The BCCI has also factored in losses in kit sponsorship from Nike, team sponsorship, in-stadia sponsorship and stadium concessionaires, in the compensation package.
"The BCCI calls upon the WICB to formally inform the BCCI, in writing, of the steps it intends to take to compensate the BCCI towards the losses quantified above as well as those losses yet to be quantified by the BCCI in relation to the cancelled WICB tour," said the letter, signed by BCCI secretary Sanjay Patel.
"In the event the BCCI does not receive such a proposal in acceptable terms, within a period of 15 days from receipt of this letter, please note that the BCCI has peremptorily instructed its attorneys to initiate steps for recovery of the losses by filing appropriate legal proceedings against the WICB in the appropriate Indian court and you may treat this notice as a formal demand in that regard."
Imran Khan, the WICB's corporate communications manager, confirmed the WICB had received the BCCI letter but opted not to comment further. ('WICB Needs to Resolve Ties With BCCI on Priority')
In detailing its losses, the BCCI said the cancelled tour had resulted in "adverse financial ramifications" and accused the WICB of having "complete disregard" for legal commitments.
"The consequences on the BCCI of not delivering a scheduled home tour to its members, sponsors, broadcasters and the fans are multi-fold and crippling," the BCCI letter said.
"The BCCI is faced with huge revenue losses, a loss of reputation and is at risk of losing valuable commercial partners.
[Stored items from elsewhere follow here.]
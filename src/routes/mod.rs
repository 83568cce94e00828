pub mod content;
pub mod health;
pub mod quiz;
pub mod tutor;
pub mod users;
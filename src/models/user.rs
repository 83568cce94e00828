use serde::{Deserialize, Serialize};
use sqlx::FromRow;
use uuid::Uuid;

#[derive(Debug, Clone, Serialize, Deserialize, FromRow)]
pub struct User {
    pub id: Uuid,
    pub full_name: Option<String>,
    pub email: Option<String>,
    pub role: String,
}

#[derive(Debug, Clone, Copy, PartialEq, Eq, Serialize, Deserialize)]
#[serde(rename_all = "snake_case")]
pub enum Role {
    Student,
    Expert,
    Admin,
}

impl Role {
    pub fn as_str(&self) -> &'static str {
        match self {
            Role::Student => "student",
            Role::Expert => "expert",
            Role::Admin => "admin",
        }
    }
}

impl std::str::FromStr for Role {
    type Err = String;

    fn from_str(s: &str) -> Result<Self, Self::Err> {
        match s.trim().to_ascii_lowercase().as_str() {
            "student" => Ok(Role::Student),
            "expert" => Ok(Role::Expert),
            "admin" => Ok(Role::Admin),
            other => Err(format!("unknown role '{}'", other)),
        }
    }
}

/// The authenticated caller, handed explicitly to anything that acts on a
/// user's behalf.
#[derive(Debug, Clone, Copy, PartialEq, Eq, Serialize, Deserialize)]
pub struct Actor {
    pub user_id: Uuid,
    pub role: Role,
}

impl Actor {
    pub fn new(user_id: Uuid, role: Role) -> Self {
        Self { user_id, role }
    }

    /// Admins can do anything an expert can.
    pub fn has_role(&self, role: Role) -> bool {
        self.role == role || self.role == Role::Admin
    }
}
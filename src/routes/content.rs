use axum::{
    extract::{Path, Query, State},
    http::StatusCode,
    response::{IntoResponse, Json, Response},
    Extension,
};
use validator::Validate;

use crate::dto::content_dto::{
    ContentStats, CreateMaterialPayload, CreateVideoPayload, MaterialQuery, PypQuery,
    VideoPreviewRequest, VideoPreviewResponse, VideoQuery, VideoView,
};
use crate::error::Error;
use crate::models::material::Material;
use crate::models::user::Actor;
use crate::utils::video::normalize_video_url;
use crate::AppState;

#[axum::debug_handler]
pub async fn list_materials(
    State(state): State<AppState>,
    Query(query): Query<MaterialQuery>,
) -> crate::error::Result<Json<Vec<Material>>> {
    Ok(Json(state.content_service.list_materials(&query).await?))
}

#[axum::debug_handler]
pub async fn list_pyp(
    State(state): State<AppState>,
    Query(query): Query<PypQuery>,
) -> crate::error::Result<Json<Vec<Material>>> {
    Ok(Json(state.content_service.list_pyp(&query).await?))
}

#[axum::debug_handler]
pub async fn create_material(
    State(state): State<AppState>,
    Extension(actor): Extension<Actor>,
    Json(payload): Json<CreateMaterialPayload>,
) -> crate::error::Result<Response> {
    payload.validate()?;
    let material = state.content_service.create_material(payload, &actor).await?;
    Ok((StatusCode::CREATED, Json(material)).into_response())
}

#[axum::debug_handler]
pub async fn delete_material(
    State(state): State<AppState>,
    Path(id): Path<i32>,
) -> crate::error::Result<StatusCode> {
    state.content_service.delete_material(id).await?;
    Ok(StatusCode::NO_CONTENT)
}

#[axum::debug_handler]
pub async fn list_videos(
    State(state): State<AppState>,
    Extension(actor): Extension<Actor>,
    Query(query): Query<VideoQuery>,
) -> crate::error::Result<Json<Vec<VideoView>>> {
    Ok(Json(state.content_service.list_videos(&query, &actor).await?))
}

/// Live preview while an expert composes a video entry.
#[axum::debug_handler]
pub async fn preview_video(
    Json(req): Json<VideoPreviewRequest>,
) -> crate::error::Result<Json<VideoPreviewResponse>> {
    let embed = normalize_video_url(&req.video_url).ok_or_else(|| {
        Error::Unprocessable("video_url is not a recognised video link".to_string())
    })?;
    Ok(Json(VideoPreviewResponse {
        video_id: embed.video_id,
        embed_url: embed.embed_url,
    }))
}

#[axum::debug_handler]
pub async fn create_video(
    State(state): State<AppState>,
    Extension(actor): Extension<Actor>,
    Json(payload): Json<CreateVideoPayload>,
) -> crate::error::Result<Response> {
    payload.validate()?;
    let video = state.content_service.create_video(payload, &actor).await?;
    Ok((StatusCode::CREATED, Json(video)).into_response())
}

#[axum::debug_handler]
pub async fn delete_video(
    State(state): State<AppState>,
    Path(id): Path<i32>,
) -> crate::error::Result<StatusCode> {
    state.content_service.delete_video(id).await?;
    Ok(StatusCode::NO_CONTENT)
}

#[axum::debug_handler]
pub async fn add_bookmark(
    State(state): State<AppState>,
    Extension(actor): Extension<Actor>,
    Path(id): Path<i32>,
) -> crate::error::Result<StatusCode> {
    state.content_service.add_bookmark(id, actor.user_id).await?;
    Ok(StatusCode::NO_CONTENT)
}

#[axum::debug_handler]
pub async fn remove_bookmark(
    State(state): State<AppState>,
    Extension(actor): Extension<Actor>,
    Path(id): Path<i32>,
) -> crate::error::Result<StatusCode> {
    state.content_service.remove_bookmark(id, actor.user_id).await?;
    Ok(StatusCode::NO_CONTENT)
}

#[axum::debug_handler]
pub async fn stats(State(state): State<AppState>) -> crate::error::Result<Json<ContentStats>> {
    Ok(Json(state.content_service.stats().await?))
}
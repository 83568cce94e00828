use crate::error::{Error, Result};
use crate::models::user::Actor;
use crate::services::quiz_engine::{QuizSession, SessionHandle, SessionSnapshot};
use std::collections::HashMap;
use std::sync::Arc;
use std::time::{Duration, Instant};
use tokio::sync::{Mutex, RwLock};
use uuid::Uuid;

const SESSION_IDLE_TTL: Duration = Duration::from_secs(6 * 60 * 60);

struct SessionEntry {
    owner: Uuid,
    last_active: Instant,
    session: SessionHandle,
}

/// In-memory registry of live quiz sessions. Each session sits behind its own
/// mutex, so actions on one attempt run one at a time (an answer sent while
/// questions are still loading waits for the fetch to resolve) while
/// different users never contend. Sessions expire after a period without
/// any lookup, so an attempt in progress is never evicted.
#[derive(Clone)]
pub struct QuizSessionStore {
    sessions: Arc<RwLock<HashMap<Uuid, SessionEntry>>>,
    idle_ttl: Duration,
}

impl Default for QuizSessionStore {
    fn default() -> Self {
        Self::with_idle_ttl(SESSION_IDLE_TTL)
    }
}

impl QuizSessionStore {
    pub fn new() -> Self {
        Self::default()
    }

    pub fn with_idle_ttl(idle_ttl: Duration) -> Self {
        Self {
            sessions: Arc::new(RwLock::new(HashMap::new())),
            idle_ttl,
        }
    }

    pub async fn create(&self, actor: Actor) -> SessionSnapshot {
        let session = QuizSession::new(actor);
        let snapshot = session.snapshot();
        let now = Instant::now();
        let mut sessions = self.sessions.write().await;
        sessions.retain(|_, entry| now.duration_since(entry.last_active) < self.idle_ttl);
        sessions.insert(
            session.id(),
            SessionEntry {
                owner: actor.user_id,
                last_active: now,
                session: Arc::new(Mutex::new(session)),
            },
        );
        tracing::debug!(session_id = %snapshot.session_id, live = sessions.len(), "quiz session created");
        snapshot
    }

    /// Looks up a session owned by `actor` and marks it active. Sessions of
    /// other users, and idle ones, are reported as missing.
    pub async fn get(&self, id: Uuid, actor: &Actor) -> Result<SessionHandle> {
        let now = Instant::now();
        let mut sessions = self.sessions.write().await;
        let expired = sessions
            .get(&id)
            .is_some_and(|entry| now.duration_since(entry.last_active) >= self.idle_ttl);
        if expired {
            sessions.remove(&id);
            tracing::debug!(session_id = %id, "idle quiz session expired");
        }
        sessions
            .get_mut(&id)
            .filter(|entry| entry.owner == actor.user_id)
            .map(|entry| {
                entry.last_active = now;
                Arc::clone(&entry.session)
            })
            .ok_or_else(|| Error::NotFound("Quiz session not found".to_string()))
    }

    pub async fn remove(&self, id: Uuid, actor: &Actor) -> Result<()> {
        let mut sessions = self.sessions.write().await;
        match sessions.get(&id) {
            Some(entry) if entry.owner == actor.user_id => {
                sessions.remove(&id);
                Ok(())
            }
            _ => Err(Error::NotFound("Quiz session not found".to_string())),
        }
    }

    pub async fn len(&self) -> usize {
        self.sessions.read().await.len()
    }

    pub async fn is_empty(&self) -> bool {
        self.len().await == 0
    }
}
pub mod content_service;
pub mod question_source;
pub mod quiz_engine;
pub mod quiz_session_store;
pub mod result_recorder;
pub mod tutor_service;
pub mod user_service;
use crate::models::material::ContentType;
use crate::models::video::Video;
use serde::{Deserialize, Serialize};
use validator::Validate;

#[derive(Debug, Clone, Default, Deserialize)]
pub struct MaterialQuery {
    #[serde(rename = "type", default)]
    pub content_type: ContentType,
    pub category: Option<String>,
    pub subject: Option<String>,
}

#[derive(Debug, Clone, Default, Deserialize)]
pub struct PypQuery {
    pub exam_year: Option<i32>,
    pub subject: Option<String>,
}

#[derive(Debug, Clone, Serialize, Deserialize, Validate)]
pub struct CreateMaterialPayload {
    #[validate(length(min = 1, max = 200))]
    pub title: String,
    #[validate(length(min = 1, max = 50))]
    pub category: String,
    #[validate(length(min = 1, max = 100))]
    pub subject: String,
    #[serde(default)]
    pub content_type: ContentType,
    #[validate(url)]
    pub file_url: String,
    #[validate(length(min = 1, max = 100))]
    pub exam_name: Option<String>,
    #[validate(range(min = 1950, max = 2100))]
    pub exam_year: Option<i32>,
}

#[derive(Debug, Clone, Default, Deserialize)]
pub struct VideoQuery {
    pub category: Option<String>,
    pub search: Option<String>,
    #[serde(default)]
    pub saved: bool,
}

#[derive(Debug, Clone, Serialize, Deserialize, Validate)]
pub struct CreateVideoPayload {
    #[validate(length(min = 1, max = 200))]
    pub title: String,
    pub description: Option<String>,
    #[validate(length(min = 1, max = 50))]
    pub category: String,
    #[validate(length(min = 1, max = 100))]
    pub subject: String,
    #[validate(length(min = 1))]
    pub video_url: String,
}

#[derive(Debug, Clone, Serialize, Deserialize)]
pub struct VideoPreviewRequest {
    pub video_url: String,
}

#[derive(Debug, Clone, Serialize, Deserialize)]
pub struct VideoPreviewResponse {
    pub video_id: String,
    pub embed_url: String,
}

/// A stored video as the player sees it. `embed_url` is `None` for legacy rows
/// whose link no longer normalises.
#[derive(Debug, Clone, Serialize, Deserialize)]
pub struct VideoView {
    #[serde(flatten)]
    pub video: Video,
    pub embed_url: Option<String>,
    pub bookmarked: bool,
}

#[derive(Debug, Clone, Serialize, Deserialize)]
pub struct ContentStats {
    pub materials: i64,
    pub videos: i64,
    pub students: i64,
}
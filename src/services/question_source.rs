use crate::error::QuizError;
use crate::models::question::RawQuestion;
use async_trait::async_trait;
use reqwest::{Client, StatusCode};
use serde_json::{json, Value as JsonValue};
use sqlx::{FromRow, PgPool};

/// Remote question bank consumed by the quiz engine. Implementations return
/// records as delivered; validation is the engine's job.
#[cfg_attr(test, mockall::automock)]
#[async_trait]
pub trait QuestionSource: Send + Sync {
    async fn fetch_questions(&self, topic: &str) -> Result<Vec<RawQuestion>, QuizError>;
}

#[derive(Debug, FromRow)]
struct QuestionRow {
    id: i64,
    question_text: Option<String>,
    options: Option<JsonValue>,
    correct_answer: Option<i64>,
    explanation: Option<String>,
}

impl From<QuestionRow> for RawQuestion {
    fn from(row: QuestionRow) -> Self {
        // A non-array options column surfaces as "missing options".
        let options = row
            .options
            .and_then(|v| serde_json::from_value::<Vec<String>>(v).ok());
        RawQuestion {
            id: Some(row.id),
            question: row.question_text,
            options,
            correct_answer: row.correct_answer,
            explanation: row.explanation,
        }
    }
}

/// Previous-year questions stored in the portal's own database.
#[derive(Clone)]
pub struct PgQuestionBank {
    pool: PgPool,
    limit: i64,
}

impl PgQuestionBank {
    pub fn new(pool: PgPool, limit: usize) -> Self {
        Self {
            pool,
            limit: limit.max(1) as i64,
        }
    }
}

#[async_trait]
impl QuestionSource for PgQuestionBank {
    async fn fetch_questions(&self, topic: &str) -> Result<Vec<RawQuestion>, QuizError> {
        let rows = sqlx::query_as::<_, QuestionRow>(
            r#"
            SELECT id::bigint AS id, question_text, options,
                   correct_answer::bigint AS correct_answer, explanation
            FROM questions
            WHERE subject ILIKE $1
            ORDER BY random()
            LIMIT $2
            "#,
        )
        .bind(topic)
        .bind(self.limit)
        .fetch_all(&self.pool)
        .await
        .map_err(|e| {
            tracing::error!(error = ?e, topic, "question bank query failed");
            QuizError::FetchTransport("question bank is unavailable".to_string())
        })?;

        tracing::debug!(topic, count = rows.len(), "question bank returned rows");
        Ok(rows.into_iter().map(RawQuestion::from).collect())
    }
}

/// The companion AI/REST service that generates quizzes on demand.
#[derive(Clone)]
pub struct RemoteQuestionSource {
    client: Client,
    base_url: String,
    limit: usize,
}

impl RemoteQuestionSource {
    /// Batches longer than `limit` are cut to their first `limit` records.
    pub fn new(base_url: impl Into<String>, client: Client, limit: usize) -> Self {
        Self {
            client,
            base_url: base_url.into().trim_end_matches('/').to_string(),
            limit: limit.max(1),
        }
    }
}

#[async_trait]
impl QuestionSource for RemoteQuestionSource {
    async fn fetch_questions(&self, topic: &str) -> Result<Vec<RawQuestion>, QuizError> {
        let url = format!("{}/api/ai/generate-test", self.base_url);
        let resp = self
            .client
            .post(&url)
            .json(&json!({ "subject": topic }))
            .send()
            .await
            .map_err(|e| {
                tracing::error!(error = ?e, topic, "question service request failed");
                QuizError::FetchTransport(format!("question service unreachable: {}", e))
            })?;

        let status = resp.status();
        if status == StatusCode::NOT_FOUND {
            return Ok(Vec::new());
        }
        if !status.is_success() {
            return Err(QuizError::FetchTransport(format!(
                "question service returned {}",
                status.as_u16()
            )));
        }

        let body: JsonValue = resp
            .json()
            .await
            .map_err(|e| QuizError::FetchTransport(format!("undecodable question payload: {}", e)))?;
        let mut questions = decode_question_list(body)?;
        if questions.len() > self.limit {
            tracing::debug!(topic, delivered = questions.len(), limit = self.limit, "trimming remote batch");
            questions.truncate(self.limit);
        }
        Ok(questions)
    }
}

/// Accepts either a bare array or `{"questions": [...]}`. Each element is
/// decoded on its own so a badly typed record is reported by position.
fn decode_question_list(body: JsonValue) -> Result<Vec<RawQuestion>, QuizError> {
    let items = match body {
        JsonValue::Array(items) => items,
        JsonValue::Object(mut map) => match map.remove("questions") {
            Some(JsonValue::Array(items)) => items,
            _ => {
                return Err(QuizError::FetchTransport(
                    "question payload has no question list".to_string(),
                ))
            }
        },
        _ => {
            return Err(QuizError::FetchTransport(
                "question payload is not a list".to_string(),
            ))
        }
    };

    items
        .into_iter()
        .enumerate()
        .map(|(idx, item)| {
            serde_json::from_value::<RawQuestion>(item)
                .map_err(|e| QuizError::malformed(idx, e.to_string()))
        })
        .collect()
}
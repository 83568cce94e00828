use axum::{http::StatusCode, response::IntoResponse, Json};
use serde_json::json;

#[axum::debug_handler]
pub async fn health() -> impl IntoResponse {
    (StatusCode::OK, Json(json!({ "status": "ok" })))
}
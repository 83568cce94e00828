use axum::{
    extract::{Path, State},
    http::StatusCode,
    response::{IntoResponse, Json, Response},
    Extension,
};
use uuid::Uuid;
use validator::Validate;

use crate::dto::quiz_dto::{SelectTopicRequest, SubmitAnswerRequest, TopicsResponse};
use crate::models::user::Actor;
use crate::services::quiz_engine::advance_session;
use crate::services::result_recorder::PgResultRecorder;
use crate::AppState;

#[axum::debug_handler]
pub async fn list_topics() -> impl IntoResponse {
    Json(TopicsResponse::default())
}

#[axum::debug_handler]
pub async fn create_session(
    State(state): State<AppState>,
    Extension(actor): Extension<Actor>,
) -> crate::error::Result<Response> {
    let snapshot = state.quiz_sessions.create(actor).await;
    Ok((StatusCode::CREATED, Json(snapshot)).into_response())
}

#[axum::debug_handler]
pub async fn get_session(
    State(state): State<AppState>,
    Extension(actor): Extension<Actor>,
    Path(id): Path<Uuid>,
) -> crate::error::Result<Response> {
    let handle = state.quiz_sessions.get(id, &actor).await?;
    let session = handle.lock().await;
    Ok(Json(session.snapshot()).into_response())
}

#[axum::debug_handler]
pub async fn select_topic(
    State(state): State<AppState>,
    Extension(actor): Extension<Actor>,
    Path(id): Path<Uuid>,
    Json(req): Json<SelectTopicRequest>,
) -> crate::error::Result<Response> {
    req.validate()?;
    let handle = state.quiz_sessions.get(id, &actor).await?;
    let mut session = handle.lock().await;
    session
        .select_topic(state.question_source.as_ref(), &req.topic)
        .await?;
    Ok(Json(session.snapshot()).into_response())
}

#[axum::debug_handler]
pub async fn submit_answer(
    State(state): State<AppState>,
    Extension(actor): Extension<Actor>,
    Path(id): Path<Uuid>,
    Json(req): Json<SubmitAnswerRequest>,
) -> crate::error::Result<Response> {
    let handle = state.quiz_sessions.get(id, &actor).await?;
    let mut session = handle.lock().await;
    session.submit_answer(req.option_index)?;
    Ok(Json(session.snapshot()).into_response())
}

#[axum::debug_handler]
pub async fn advance(
    State(state): State<AppState>,
    Extension(actor): Extension<Actor>,
    Path(id): Path<Uuid>,
) -> crate::error::Result<Response> {
    let handle = state.quiz_sessions.get(id, &actor).await?;
    let (snapshot, _write) = advance_session(&handle, state.result_recorder.clone()).await?;
    Ok(Json(snapshot).into_response())
}

#[axum::debug_handler]
pub async fn restart(
    State(state): State<AppState>,
    Extension(actor): Extension<Actor>,
    Path(id): Path<Uuid>,
) -> crate::error::Result<Response> {
    let handle = state.quiz_sessions.get(id, &actor).await?;
    let mut session = handle.lock().await;
    session.restart()?;
    Ok(Json(session.snapshot()).into_response())
}

#[axum::debug_handler]
pub async fn abandon(
    State(state): State<AppState>,
    Extension(actor): Extension<Actor>,
    Path(id): Path<Uuid>,
) -> crate::error::Result<StatusCode> {
    state.quiz_sessions.remove(id, &actor).await?;
    tracing::debug!(session_id = %id, "quiz session abandoned");
    Ok(StatusCode::NO_CONTENT)
}

#[axum::debug_handler]
pub async fn list_results(
    State(state): State<AppState>,
    Extension(actor): Extension<Actor>,
) -> crate::error::Result<Response> {
    let results = PgResultRecorder::new(state.pool.clone())
        .list_for_user(actor.user_id)
        .await?;
    Ok(Json(results).into_response())
}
The consequences of cancellation of a committed home tour during the biggest festival season.
"Diwali in India is a monumental disaster for the BCCI. It is during this season that our partners derive the most value from their rights. Our broadcaster had committed to its advertisers during this season and on account of your actions, is facing a severe crisis the effects of which are felt by the BCCI.
"The BCCI holds the WICB responsible and liable for all such consequences and intends to enforce its rights to seek compensation from the WICB to the fullest extent permissible in law."
Noting the figures outlined were "tentative and constitutes an approximation of the losses that BCCI is able to quantify at this time", the Indian board said any other losses would be communicated to the WICB at a later date.
The BCCI also informed the WICB it was formally suspending all bilateral relations until the legal issues were resolved.
Indian authorities were furious after the West Indies players quit the tour following the fourth ODI in Dharamsala, with an ODI in Kolkata and Twenty20 in Cuttack remaining.
The three-Test tour, scheduled to bowl off October 30, was also scuppered.
The Windies players were protesting new playing contracts which they argued would have resulted in up to a 75 percent reduction in their earnings.